Exactly reproduce each record listed below.

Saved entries
--------------------

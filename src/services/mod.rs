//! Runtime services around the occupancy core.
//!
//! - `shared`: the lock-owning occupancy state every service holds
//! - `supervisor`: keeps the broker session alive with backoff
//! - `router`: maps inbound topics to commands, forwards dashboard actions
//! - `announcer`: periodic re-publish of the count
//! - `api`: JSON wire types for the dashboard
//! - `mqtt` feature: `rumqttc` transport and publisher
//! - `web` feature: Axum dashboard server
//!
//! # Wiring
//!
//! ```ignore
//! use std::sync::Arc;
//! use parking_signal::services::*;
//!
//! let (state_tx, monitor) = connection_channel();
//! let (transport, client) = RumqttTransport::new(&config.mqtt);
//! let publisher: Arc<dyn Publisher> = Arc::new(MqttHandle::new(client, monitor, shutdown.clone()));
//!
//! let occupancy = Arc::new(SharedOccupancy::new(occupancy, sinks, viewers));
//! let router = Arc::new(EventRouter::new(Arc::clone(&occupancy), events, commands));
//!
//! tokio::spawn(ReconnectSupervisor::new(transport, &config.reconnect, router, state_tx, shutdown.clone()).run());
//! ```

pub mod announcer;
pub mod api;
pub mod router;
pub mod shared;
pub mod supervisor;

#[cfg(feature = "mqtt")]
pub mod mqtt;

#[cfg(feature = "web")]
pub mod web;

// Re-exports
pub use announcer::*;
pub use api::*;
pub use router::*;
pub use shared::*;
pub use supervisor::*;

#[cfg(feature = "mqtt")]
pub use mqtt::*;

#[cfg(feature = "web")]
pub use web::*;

--------------------

(Result for this exercise):
filename src/services/mod.rs
//! Runtime services around the occupancy core.
//!
//! - `shared`: the lock-owning occupancy state every service holds
//! - `supervisor`: keeps the broker session alive with backoff
//! - `router`: maps inbound topics to commands, forwards dashboard actions
//! - `announcer`: periodic re-publish of the count
//! - `api`: JSON wire types for the dashboard
//! - `mqtt` feature: `rumqttc` transport and publisher
//! - `web` feature: Axum dashboard server
//!
//! # Wiring
//!
//! ```ignore
//! use std::sync::Arc;
//! use parking_signal::services::*;
//!
//! let (state_tx, monitor) = connection_channel();
//! let (transport, client) = RumqttTransport::new(&config.mqtt);
//! let publisher: Arc<dyn Publisher> = Arc::new(MqttHandle::new(client, monitor, shutdown.clone()));
//!
//! let occupancy = Arc::new(SharedOccupancy::new(occupancy, sinks, viewers));
//! let router = Arc::new(EventRouter::new(Arc::clone(&occupancy), events, commands));
//!
//! tokio::spawn(ReconnectSupervisor::new(transport, &config.reconnect, router, state_tx, shutdown.clone()).run());
//! ```

pub mod announcer;
pub mod api;
pub mod router;
pub mod shared;
pub mod supervisor;

#[cfg(feature = "mqtt")]
pub mod mqtt;

#[cfg(feature = "web")]
pub mod web;

// Re-exports
pub use announcer::*;
pub use api::*;
pub use router::*;
pub use shared::*;
pub use supervisor::*;

#[cfg(feature = "mqtt")]
pub use mqtt::*;

#[cfg(feature = "web")]
pub use web::*;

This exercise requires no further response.